Hybrid Approach of Multiclassification for Lung Cancer Types Identification
DOI:
https://doi.org/10.37934/araset.52.1.132150Keywords:
Computed tomography (CT) scan, VGG16, Lung cancer, Machine learningAbstract
As a widespread health concern, lung cancer requires sophisticated detection techniques for a precise classification. This research proposes an integrated framework for improving how well lung cancer is detected by combining processing methods for images and machine learning. The dataset, which includes normal cases, large-cell carcinoma, squamous cell carcinoma, and adenocarcinoma, allows for a detailed investigation of various forms of lung cancer.

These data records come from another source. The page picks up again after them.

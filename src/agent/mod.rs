pub mod conversation;
pub mod orchestrator;

pub use conversation::{Conversation, ConversationError};
pub use orchestrator::{Agent, RunOutcome};
//! Safe calculator tool.
//!
//! Input is normalized (percent phrases rewritten), checked against a
//! character allow-list, then evaluated by a small recursive-descent parser
//! supporting `+ - * /`, parentheses, unary signs, and a postfix percent
//! literal (`x%` is `x / 100`). Nothing is ever handed to a host evaluator.

use std::fmt;
use std::sync::LazyLock;

use async_trait::async_trait;
use regex::Regex;
use serde_json::json;
use thiserror::Error;
use tracing::debug;

use super::traits::{str_arg, Tool, ToolError};

/// Maximum nesting of parentheses and unary signs.
pub const MAX_DEPTH: usize = 64;

/// `<int> % * <int>` as a whole expression.
static STRICT_PERCENT: LazyLock<Regex> = LazyLock::new(|| {
    Regex::new(r"^(\d+)\s*%\s*\*\s*(\d+)$").expect("strict percent pattern is valid")
});

#[derive(Debug, Clone, PartialEq, Error)]
pub enum CalcError {
    #[error("expression is empty")]
    Empty,

    #[error("unsupported character '{0}' in expression")]
    UnsupportedCharacter(char),

    #[error("invalid number '{0}'")]
    InvalidNumber(String),

    #[error("unexpected token '{0}'")]
    UnexpectedToken(String),

    #[error("unexpected end of expression")]
    UnexpectedEnd,

    #[error("missing closing parenthesis")]
    UnclosedParen,

    #[error("division by zero")]
    DivisionByZero,

    #[error("arithmetic overflow")]
    Overflow,

    #[error("expression nested deeper than {0} levels")]
    TooDeep(usize),
}

// ---------------------------------------------------------------------------
// Normalization
// ---------------------------------------------------------------------------

/// Lower-case, trim, and rewrite the percent phrases into plain arithmetic.
pub fn normalize(expression: &str) -> String {
    let expr = expression.trim().to_lowercase().replace("% of", "/100 *");

    match STRICT_PERCENT.captures(&expr) {
        Some(caps) => format!("({}/100)*{}", &caps[1], &caps[2]),
        None => expr,
    }
}

fn is_allowed(c: char) -> bool {
    c.is_ascii_digit() || c.is_whitespace() || "+-*/().%".contains(c)
}

/// Reject the expression if it contains anything outside the allow-list.
pub fn check_allowed(expr: &str) -> Result<(), CalcError> {
    match expr.chars().find(|c| !is_allowed(*c)) {
        Some(c) => Err(CalcError::UnsupportedCharacter(c)),
        None => Ok(()),
    }
}

// ---------------------------------------------------------------------------
// Lexer
// ---------------------------------------------------------------------------

#[derive(Debug, Clone, PartialEq)]
enum Token {
    Number(f64),
    Plus,
    Minus,
    Star,
    Slash,
    Percent,
    LParen,
    RParen,
}

impl fmt::Display for Token {
    fn fmt(&self, f: &mut fmt::Formatter<'_>) -> fmt::Result {
        match self {
            Token::Number(n) => write!(f, "{}", n),
            Token::Plus => write!(f, "+"),
            Token::Minus => write!(f, "-"),
            Token::Star => write!(f, "*"),
            Token::Slash => write!(f, "/"),
            Token::Percent => write!(f, "%"),
            Token::LParen => write!(f, "("),
            Token::RParen => write!(f, ")"),
        }
    }
}

fn lex(input: &str) -> Result<Vec<Token>, CalcError> {
    let mut tokens = Vec::new();
    let mut chars = input.chars().peekable();

    while let Some(&ch) = chars.peek() {
        let token = match ch {
            c if c.is_whitespace() => {
                chars.next();
                continue;
            }
            '0'..='9' | '.' => {
                let mut literal = String::new();
                while let Some(&c) = chars.peek() {
                    if c.is_ascii_digit() || c == '.' {
                        literal.push(c);
                        chars.next();
                    } else {
                        break;
                    }
                }
                let value = literal
                    .parse::<f64>()
                    .map_err(|_| CalcError::InvalidNumber(literal.clone()))?;
                tokens.push(Token::Number(value));
                continue;
            }
            '+' => Token::Plus,
            '-' => Token::Minus,
            '*' => Token::Star,
            '/' => Token::Slash,
            '%' => Token::Percent,
            '(' => Token::LParen,
            ')' => Token::RParen,
            other => return Err(CalcError::UnsupportedCharacter(other)),
        };
        tokens.push(token);
        chars.next();
    }

    Ok(tokens)
}

// ---------------------------------------------------------------------------
// Parser
// ---------------------------------------------------------------------------

struct Parser {
    tokens: Vec<Token>,
    pos: usize,
    depth: usize,
}

impl Parser {
    fn peek(&self) -> Option<&Token> {
        self.tokens.get(self.pos)
    }

    fn descend(&mut self) -> Result<(), CalcError> {
        self.depth += 1;
        if self.depth > MAX_DEPTH {
            return Err(CalcError::TooDeep(MAX_DEPTH));
        }
        Ok(())
    }

    /// expr := term (('+' | '-') term)*
    fn expr(&mut self) -> Result<f64, CalcError> {
        let mut left = self.term()?;
        loop {
            match self.peek() {
                Some(Token::Plus) => {
                    self.pos += 1;
                    left = finite(left + self.term()?)?;
                }
                Some(Token::Minus) => {
                    self.pos += 1;
                    left = finite(left - self.term()?)?;
                }
                _ => return Ok(left),
            }
        }
    }

    /// term := unary (('*' | '/') unary)*
    fn term(&mut self) -> Result<f64, CalcError> {
        let mut left = self.unary()?;
        loop {
            match self.peek() {
                Some(Token::Star) => {
                    self.pos += 1;
                    left = finite(left * self.unary()?)?;
                }
                Some(Token::Slash) => {
                    self.pos += 1;
                    let right = self.unary()?;
                    if right == 0.0 {
                        return Err(CalcError::DivisionByZero);
                    }
                    left = finite(left / right)?;
                }
                _ => return Ok(left),
            }
        }
    }

    /// unary := ('-' | '+') unary | postfix
    fn unary(&mut self) -> Result<f64, CalcError> {
        match self.peek() {
            Some(Token::Minus) | Some(Token::Plus) => {
                let negate = self.peek() == Some(&Token::Minus);
                self.pos += 1;
                self.descend()?;
                let value = self.unary()?;
                self.depth -= 1;
                Ok(if negate { -value } else { value })
            }
            _ => self.postfix(),
        }
    }

    /// postfix := primary '%'*
    fn postfix(&mut self) -> Result<f64, CalcError> {
        let mut value = self.primary()?;
        while self.peek() == Some(&Token::Percent) {
            self.pos += 1;
            value /= 100.0;
        }
        Ok(value)
    }

    /// primary := number | '(' expr ')'
    fn primary(&mut self) -> Result<f64, CalcError> {
        let token = self.peek().cloned().ok_or(CalcError::UnexpectedEnd)?;
        match token {
            Token::Number(n) => {
                self.pos += 1;
                Ok(n)
            }
            Token::LParen => {
                self.pos += 1;
                self.descend()?;
                let value = self.expr()?;
                if self.peek() != Some(&Token::RParen) {
                    return Err(CalcError::UnclosedParen);
                }
                self.pos += 1;
                self.depth -= 1;
                Ok(value)
            }
            other => Err(CalcError::UnexpectedToken(other.to_string())),
        }
    }
}

fn finite(value: f64) -> Result<f64, CalcError> {
    if value.is_finite() {
        Ok(value)
    } else {
        Err(CalcError::Overflow)
    }
}

/// Normalize, validate, and evaluate an arithmetic expression.
pub fn evaluate(expression: &str) -> Result<f64, CalcError> {
    let normalized = normalize(expression);
    debug!("Normalized expression: {}", normalized);
    check_allowed(&normalized)?;

    let tokens = lex(&normalized)?;
    if tokens.is_empty() {
        return Err(CalcError::Empty);
    }

    let mut parser = Parser {
        tokens,
        pos: 0,
        depth: 0,
    };
    let value = parser.expr()?;
    if let Some(extra) = parser.peek() {
        return Err(CalcError::UnexpectedToken(extra.to_string()));
    }
    finite(value)
}

/// Render a result without float noise: integers print bare, everything else
/// is rounded to 10 decimals with trailing zeros removed.
pub fn format_number(value: f64) -> String {
    if value.fract() == 0.0 && value.abs() < 1e15 {
        return format!("{}", value as i64);
    }
    let fixed = format!("{:.10}", value);
    let trimmed = fixed.trim_end_matches('0').trim_end_matches('.');
    if trimmed == "-0" {
        "0".to_string()
    } else {
        trimmed.to_string()
    }
}

pub struct CalculatorTool;

#[async_trait]
impl Tool for CalculatorTool {
    fn name(&self) -> &str {
        "calculate"
    }

    fn description(&self) -> &str {
        "Evaluate an arithmetic expression. Supports + - * /, parentheses, \
         percentages like '15% of 2500', and '69% * 69'."
    }

    fn parameters_schema(&self) -> serde_json::Value {
        json!({
            "type": "object",
            "properties": {
                "expression": {
                    "type": "string",
                    "description": "The arithmetic expression to evaluate."
                }
            },
            "required": ["expression"]
        })
    }

    async fn execute(&self, args: &serde_json::Value) -> Result<String, ToolError> {
        let expression = str_arg(args, "expression");
        let value = evaluate(expression)?;
        Ok(format!(
            "The result of {} is {}.",
            expression.trim(),
            format_number(value)
        ))
    }
}
//! Horoscope stub tool.

use async_trait::async_trait;
use serde_json::json;
use tracing::warn;

use super::traits::{str_arg, Tool, ToolError};

const SIGNS: &[&str] = &[
    "Aries",
    "Taurus",
    "Gemini",
    "Cancer",
    "Leo",
    "Virgo",
    "Libra",
    "Scorpio",
    "Sagittarius",
    "Capricorn",
    "Aquarius",
    "Pisces",
];

/// Fixed horoscope for any known zodiac sign.
pub fn horoscope(sign: &str) -> String {
    let wanted = sign.trim();
    match SIGNS.iter().find(|s| s.eq_ignore_ascii_case(wanted)) {
        Some(sign) => format!("{}: Next Tuesday you will befriend a baby otter.", sign),
        None => {
            warn!("Horoscope for '{}' not found.", sign);
            format!("Horoscope for '{}' not found.", sign)
        }
    }
}

pub struct HoroscopeTool;

#[async_trait]
impl Tool for HoroscopeTool {
    fn name(&self) -> &str {
        "get_horoscope"
    }

    fn description(&self) -> &str {
        "Get today's horoscope for an astrological sign."
    }

    fn parameters_schema(&self) -> serde_json::Value {
        json!({
            "type": "object",
            "properties": {
                "sign": {
                    "type": "string",
                    "description": "An astrological sign like Taurus or Aquarius."
                }
            },
            "required": ["sign"]
        })
    }

    async fn execute(&self, args: &serde_json::Value) -> Result<String, ToolError> {
        Ok(horoscope(str_arg(args, "sign")))
    }
}
//! Price agent: a minimal tool-calling loop over a hosted model.
//!
//! The model may request local tools (price lookups, a horoscope stub, a
//! safe calculator); results are fed back and a final answer is synthesized.

pub mod agent;
pub mod config;
pub mod provider;
pub mod tools;
pub mod types;
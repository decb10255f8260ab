//! Price agent: run one tool-assisted query against the model.
//!
//! Usage:
//!   price-agent                      Run the built-in sample query
//!   price-agent "What is 15% of 2500?"
//!   price-agent --config ./agent.toml --log-level debug

use anyhow::{Context, Result};
use clap::Parser;
use colored::Colorize;

use price_agent::agent::{Agent, Conversation};
use price_agent::config;
use price_agent::provider::OpenAiResponsesClient;

const SAMPLE_QUERY: &str =
    "What is the price of Redmi Note 10S 8GB/128GB? And also, what is the stock price of TSLA?";

// ---------------------------------------------------------------------------
// CLI definition
// ---------------------------------------------------------------------------

#[derive(Parser, Debug)]
#[command(name = "price-agent")]
#[command(version)]
#[command(about = "Tool-calling agent over the OpenAI Responses API")]
struct Cli {
    /// Question to ask. Defaults to the sample price query.
    query: Option<String>,

    /// Path to the TOML config file.
    #[arg(long)]
    config: Option<String>,

    /// Log level (debug, info, warn, error). Overrides the config file.
    #[arg(long)]
    log_level: Option<String>,
}

// ---------------------------------------------------------------------------
// Entry point
// ---------------------------------------------------------------------------

#[tokio::main(flavor = "current_thread")]
async fn main() -> Result<()> {
    let cli = Cli::parse();

    config::load_dotenv();

    let config_path = cli
        .config
        .as_deref()
        .map(config::expand_path)
        .unwrap_or_else(config::default_config_path);
    let cfg = config::load_config(&config_path)
        .with_context(|| format!("Failed to load config from {}", config_path.display()))?;

    // Initialize logging (stderr, so stdout carries only the answer)
    let log_level = cli.log_level.as_deref().unwrap_or(&cfg.log_level);
    let env_filter = tracing_subscriber::EnvFilter::try_from_default_env()
        .unwrap_or_else(|_| tracing_subscriber::EnvFilter::new(log_level));
    tracing_subscriber::fmt()
        .with_env_filter(env_filter)
        .with_target(false)
        .with_writer(std::io::stderr)
        .init();

    let api_key = cfg.api_key()?;
    let provider = OpenAiResponsesClient::new(&cfg.api_base_url, &api_key);
    let agent = Agent::from_config(provider, &cfg)?;

    let query = cli.query.as_deref().unwrap_or(SAMPLE_QUERY);
    let mut conversation = Conversation::new();
    let outcome = agent.run(&mut conversation, query).await?;

    println!("\n{}", "--- FINAL RESPONSE ---".bold());
    println!("{}", outcome.final_text);
    println!("{}\n", "----------------------".bold());

    Ok(())
}
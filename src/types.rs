//! Shared types used across the agent runtime.

use serde::{Deserialize, Serialize};
use std::fmt;

// ---------------------------------------------------------------------------
// Conversation items
// ---------------------------------------------------------------------------

/// One entry in the conversation passed back to the model on every call.
#[derive(Debug, Clone, PartialEq, Serialize, Deserialize)]
#[serde(tag = "kind", rename_all = "snake_case")]
pub enum ConversationItem {
    /// Text typed by the user.
    UserMessage { content: String },
    /// Plain text produced by the model.
    AssistantText { content: String },
    /// A tool invocation requested by the model.
    FunctionCall(ToolCallRequest),
    /// The local result of a previously requested tool call.
    FunctionCallOutput { call_id: String, output: String },
}

impl ConversationItem {
    pub fn kind(&self) -> ItemKind {
        match self {
            Self::UserMessage { .. } => ItemKind::UserMessage,
            Self::AssistantText { .. } => ItemKind::AssistantText,
            Self::FunctionCall(_) => ItemKind::FunctionCall,
            Self::FunctionCallOutput { .. } => ItemKind::FunctionCallOutput,
        }
    }
}

#[derive(Debug, Clone, Copy, PartialEq, Eq, Serialize, Deserialize)]
#[serde(rename_all = "snake_case")]
pub enum ItemKind {
    UserMessage,
    AssistantText,
    FunctionCall,
    FunctionCallOutput,
}

impl fmt::Display for ItemKind {
    fn fmt(&self, f: &mut fmt::Formatter<'_>) -> fmt::Result {
        match self {
            Self::UserMessage => write!(f, "user_message"),
            Self::AssistantText => write!(f, "assistant_text"),
            Self::FunctionCall => write!(f, "function_call"),
            Self::FunctionCallOutput => write!(f, "function_call_output"),
        }
    }
}

// ---------------------------------------------------------------------------
// Tool calls
// ---------------------------------------------------------------------------

/// A tool call request from the model.
///
/// `arguments` is kept as the raw JSON text the provider sent; decoding it is
/// the dispatcher's job so that malformed payloads count as failed attempts.
#[derive(Debug, Clone, PartialEq, Serialize, Deserialize)]
pub struct ToolCallRequest {
    pub call_id: String,
    pub name: String,
    pub arguments: String,
}

/// Result of dispatching one tool call.
#[derive(Debug, Clone, PartialEq, Serialize, Deserialize)]
pub struct ToolCallResult {
    pub call_id: String,
    pub output: String,
    pub success: bool,
    pub attempts: u32,
}

// ---------------------------------------------------------------------------
// Inference types
// ---------------------------------------------------------------------------

/// Response from a model call.
#[derive(Debug, Clone, Default, PartialEq, Serialize, Deserialize)]
pub struct ModelResponse {
    /// Output items in the order the model produced them. Only
    /// `AssistantText` and `FunctionCall` ever appear here.
    pub output: Vec<ConversationItem>,
    pub usage: TokenUsage,
}

impl ModelResponse {
    /// Concatenated assistant text, the equivalent of the provider's
    /// `output_text` convenience field.
    pub fn output_text(&self) -> String {
        self.output
            .iter()
            .filter_map(|item| match item {
                ConversationItem::AssistantText { content } => Some(content.as_str()),
                _ => None,
            })
            .collect::<Vec<_>>()
            .join("")
    }

    /// Function-call requests in the order they were emitted.
    pub fn tool_calls(&self) -> impl Iterator<Item = &ToolCallRequest> {
        self.output.iter().filter_map(|item| match item {
            ConversationItem::FunctionCall(call) => Some(call),
            _ => None,
        })
    }
}

/// Token usage from an inference call.
#[derive(Debug, Clone, Copy, Default, PartialEq, Eq, Serialize, Deserialize)]
pub struct TokenUsage {
    pub input_tokens: u32,
    pub output_tokens: u32,
    pub total_tokens: u32,
}

impl std::ops::AddAssign for TokenUsage {
    fn add_assign(&mut self, rhs: Self) {
        self.input_tokens = self.input_tokens.saturating_add(rhs.input_tokens);
        self.output_tokens = self.output_tokens.saturating_add(rhs.output_tokens);
        self.total_tokens = self.total_tokens.saturating_add(rhs.total_tokens);
    }
}
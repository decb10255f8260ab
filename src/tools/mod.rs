pub mod calculator;
pub mod catalog;
pub mod dispatch;
pub mod horoscope;
pub mod registry;
pub mod traits;
pub mod validate;

pub use dispatch::Dispatcher;
pub use registry::{RegistryError, ToolRegistry};
pub use traits::{Tool, ToolDefinition, ToolError};

use std::sync::Arc;

use calculator::CalculatorTool;
use catalog::{ProductPriceTool, StockPriceTool};
use horoscope::HoroscopeTool;

/// Names of every built-in tool, in default registration order.
pub const BUILTIN_TOOLS: &[&str] = &[
    "get_product_price",
    "get_stock_price",
    "get_horoscope",
    "calculate",
];

/// Construct a built-in tool by name.
pub fn builtin(name: &str) -> Option<Arc<dyn Tool>> {
    let tool: Arc<dyn Tool> = match name {
        "get_product_price" => Arc::new(ProductPriceTool),
        "get_stock_price" => Arc::new(StockPriceTool),
        "get_horoscope" => Arc::new(HoroscopeTool),
        "calculate" => Arc::new(CalculatorTool),
        _ => return None,
    };
    Some(tool)
}

/// Build a registry from a list of built-in tool names.
pub fn build_registry<S: AsRef<str>>(names: &[S]) -> anyhow::Result<ToolRegistry> {
    let mut registry = ToolRegistry::new();
    for name in names {
        let name = name.as_ref();
        let tool = builtin(name).ok_or_else(|| anyhow::anyhow!("Unknown tool: {}", name))?;
        registry.register(tool)?;
    }
    Ok(registry)
}

/// Registry with every built-in tool.
pub fn default_registry() -> anyhow::Result<ToolRegistry> {
    build_registry(BUILTIN_TOOLS)
}
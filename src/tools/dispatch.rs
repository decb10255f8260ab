//! Tool execution with bounded retry.
//!
//! The dispatcher is total: every request yields a [`ToolCallResult`] whose
//! output is either the tool's answer or an error message meant for the model.

use std::sync::Arc;

use tracing::{debug, info, warn};

use super::registry::ToolRegistry;
use super::traits::{Tool, ToolError};
use super::validate::validate_arguments;
use crate::types::{ToolCallRequest, ToolCallResult};

/// Resolves tool-call requests against a registry.
#[derive(Debug, Clone)]
pub struct Dispatcher {
    registry: Arc<ToolRegistry>,
    max_retries: u32,
    validate_arguments: bool,
}

impl Dispatcher {
    pub fn new(registry: Arc<ToolRegistry>, max_retries: u32) -> Self {
        Self {
            registry,
            max_retries,
            validate_arguments: false,
        }
    }

    /// Check arguments against the tool schema before every attempt.
    pub fn with_validation(mut self, enabled: bool) -> Self {
        self.validate_arguments = enabled;
        self
    }

    pub fn registry(&self) -> &ToolRegistry {
        &self.registry
    }

    pub fn max_retries(&self) -> u32 {
        self.max_retries
    }

    /// Execute one tool call, retrying up to `max_retries` times on failure.
    ///
    /// Unknown tool names are answered immediately and never retried.
    pub async fn dispatch(&self, call: &ToolCallRequest) -> ToolCallResult {
        let Some(tool) = self.registry.get(&call.name) else {
            warn!("Error: Tool {} not found.", call.name);
            return ToolCallResult {
                call_id: call.call_id.clone(),
                output: format!("Error: Tool {} not found.", call.name),
                success: false,
                attempts: 0,
            };
        };

        let total_attempts = self.max_retries + 1;
        let mut last_error = None;

        for attempt in 1..=total_attempts {
            match self.attempt(tool.as_ref(), &call.arguments).await {
                Ok(output) => {
                    info!(
                        "Tool '{}' succeeded on attempt {} ({} chars)",
                        call.name,
                        attempt,
                        output.len()
                    );
                    return ToolCallResult {
                        call_id: call.call_id.clone(),
                        output,
                        success: true,
                        attempts: attempt,
                    };
                }
                Err(e) => {
                    warn!(
                        "Error executing tool '{}', attempt {}/{}: {}",
                        call.name, attempt, total_attempts, e
                    );
                    last_error = Some(e);
                }
            }
        }

        let output = match last_error {
            Some(e) if e.is_argument_error() => format!(
                "Error: Invalid arguments for {} after {} attempts: {}",
                call.name, total_attempts, e
            ),
            Some(e) => format!(
                "Error: Failed to execute {} after {} retries: {}",
                call.name, self.max_retries, e
            ),
            None => format!(
                "Error: Failed to execute {} after {} retries.",
                call.name, self.max_retries
            ),
        };

        ToolCallResult {
            call_id: call.call_id.clone(),
            output,
            success: false,
            attempts: total_attempts,
        }
    }

    async fn attempt(&self, tool: &dyn Tool, raw_arguments: &str) -> Result<String, ToolError> {
        let args: serde_json::Value = serde_json::from_str(raw_arguments)
            .map_err(|e| ToolError::InvalidArguments(format!("malformed JSON: {}", e)))?;
        debug!("Decoded arguments for '{}': {}", tool.name(), args);

        if self.validate_arguments {
            validate_arguments(&tool.parameters_schema(), &args)?;
        }

        tool.execute(&args).await
    }
}

#[cfg(test)]
mod tests {
    use super::*;
    use crate::tools::catalog::{ProductPriceTool, StockPriceTool};
    use async_trait::async_trait;
    use serde_json::json;
    use std::sync::atomic::{AtomicU32, Ordering};

    /// Fails a fixed number of times, then succeeds.
    struct Flaky {
        failures: u32,
        calls: AtomicU32,
    }

    #[async_trait]
    impl Tool for Flaky {
        fn name(&self) -> &str {
            "flaky"
        }

        fn description(&self) -> &str {
            "fails for a while"
        }

        fn parameters_schema(&self) -> serde_json::Value {
            json!({"type": "object", "properties": {}})
        }

        async fn execute(&self, _args: &serde_json::Value) -> Result<String, ToolError> {
            let n = self.calls.fetch_add(1, Ordering::SeqCst) + 1;
            if n <= self.failures {
                Err(ToolError::Execution(format!("boom #{}", n)))
            } else {
                Ok("ok".into())
            }
        }
    }

    fn flaky(failures: u32) -> Arc<Flaky> {
        Arc::new(Flaky {
            failures,
            calls: AtomicU32::new(0),
        })
    }

    fn dispatcher_with(tool: Arc<dyn Tool>, max_retries: u32) -> Dispatcher {
        let mut registry = ToolRegistry::new();
        registry.register(tool).unwrap();
        Dispatcher::new(Arc::new(registry), max_retries)
    }

    fn request(name: &str, arguments: &str) -> ToolCallRequest {
        ToolCallRequest {
            call_id: "call_1".into(),
            name: name.into(),
            arguments: arguments.into(),
        }
    }

    #[tokio::test]
    async fn returns_tool_output_on_success() {
        let d = dispatcher_with(Arc::new(StockPriceTool), 2);
        let result = d.dispatch(&request("get_stock_price", r#"{"ticker":"TSLA"}"#)).await;
        assert!(result.success);
        assert_eq!(result.attempts, 1);
        assert_eq!(result.call_id, "call_1");
        assert_eq!(result.output, "The current stock price of TSLA is $210.1.");
    }

    #[tokio::test]
    async fn unknown_tool_is_not_retried() {
        let tool = flaky(0);
        let d = dispatcher_with(tool.clone(), 2);
        let result = d.dispatch(&request("get_weather", "{}")).await;
        assert!(!result.success);
        assert_eq!(result.attempts, 0);
        assert_eq!(result.output, "Error: Tool get_weather not found.");
        assert_eq!(tool.calls.load(Ordering::SeqCst), 0);
    }

    #[tokio::test]
    async fn unknown_tool_is_reported_before_decoding_arguments() {
        let d = dispatcher_with(flaky(0), 2);
        let result = d.dispatch(&request("get_weather", "{not json")).await;
        assert_eq!(result.attempts, 0);
        assert_eq!(result.output, "Error: Tool get_weather not found.");
    }

    #[tokio::test]
    async fn always_failing_tool_uses_every_attempt() {
        let tool = flaky(u32::MAX);
        let d = dispatcher_with(tool.clone(), 2);
        let result = d.dispatch(&request("flaky", "{}")).await;
        assert!(!result.success);
        assert_eq!(result.attempts, 3);
        assert_eq!(tool.calls.load(Ordering::SeqCst), 3);
        assert_eq!(
            result.output,
            "Error: Failed to execute flaky after 2 retries: boom #3"
        );
    }

    #[tokio::test]
    async fn recovers_after_transient_failures() {
        let tool = flaky(2);
        let d = dispatcher_with(tool.clone(), 2);
        let result = d.dispatch(&request("flaky", "{}")).await;
        assert!(result.success);
        assert_eq!(result.attempts, 3);
        assert_eq!(result.output, "ok");
    }

    #[tokio::test]
    async fn zero_retries_means_single_attempt() {
        let tool = flaky(1);
        let d = dispatcher_with(tool.clone(), 0);
        let result = d.dispatch(&request("flaky", "{}")).await;
        assert!(!result.success);
        assert_eq!(tool.calls.load(Ordering::SeqCst), 1);
    }

    #[tokio::test]
    async fn malformed_json_is_an_argument_failure() {
        let d = dispatcher_with(Arc::new(StockPriceTool), 1);
        let result = d.dispatch(&request("get_stock_price", "{ticker: TSLA")).await;
        assert!(!result.success);
        assert_eq!(result.attempts, 2);
        assert!(
            result
                .output
                .starts_with("Error: Invalid arguments for get_stock_price after 2 attempts"),
            "{}",
            result.output
        );
    }

    #[tokio::test]
    async fn validation_failures_are_retried() {
        let d = dispatcher_with(Arc::new(ProductPriceTool), 2).with_validation(true);
        let result = d.dispatch(&request("get_product_price", r#"{"name":"iPhone 15"}"#)).await;
        assert!(!result.success);
        assert_eq!(result.attempts, 3);
        assert!(result.output.contains("missing required argument 'product_name'"));
    }

    #[tokio::test]
    async fn without_validation_missing_argument_is_a_lookup_miss() {
        let d = dispatcher_with(Arc::new(ProductPriceTool), 2);
        let result = d.dispatch(&request("get_product_price", r#"{"name":"iPhone 15"}"#)).await;
        assert!(result.success);
        assert_eq!(result.output, "Price for '' not found.");
    }
}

K-means clustering is the initial stage of the approach of segmenting complex images. Utilizing the VGG16 model, features are extracted that are important for classification. Several classification models, such as SVM, Logistic Regression, and Feedforward Neural Network, are trained using the combined features from clustering and VGG16. This research goes beyond the dichotomy of benign and malignant cases, investigating in more detail the subtypes of large-cell carcinoma, squamous cell carcinoma, and adenocarcinoma. Including different classes of lung cancer increases the granularity of the classification process, improving diagnostic accuracy and clinical insights. The results highlight how well the suggested strategy works, which is a major advancement in the accurate identification of distinct kinds of lung cancer.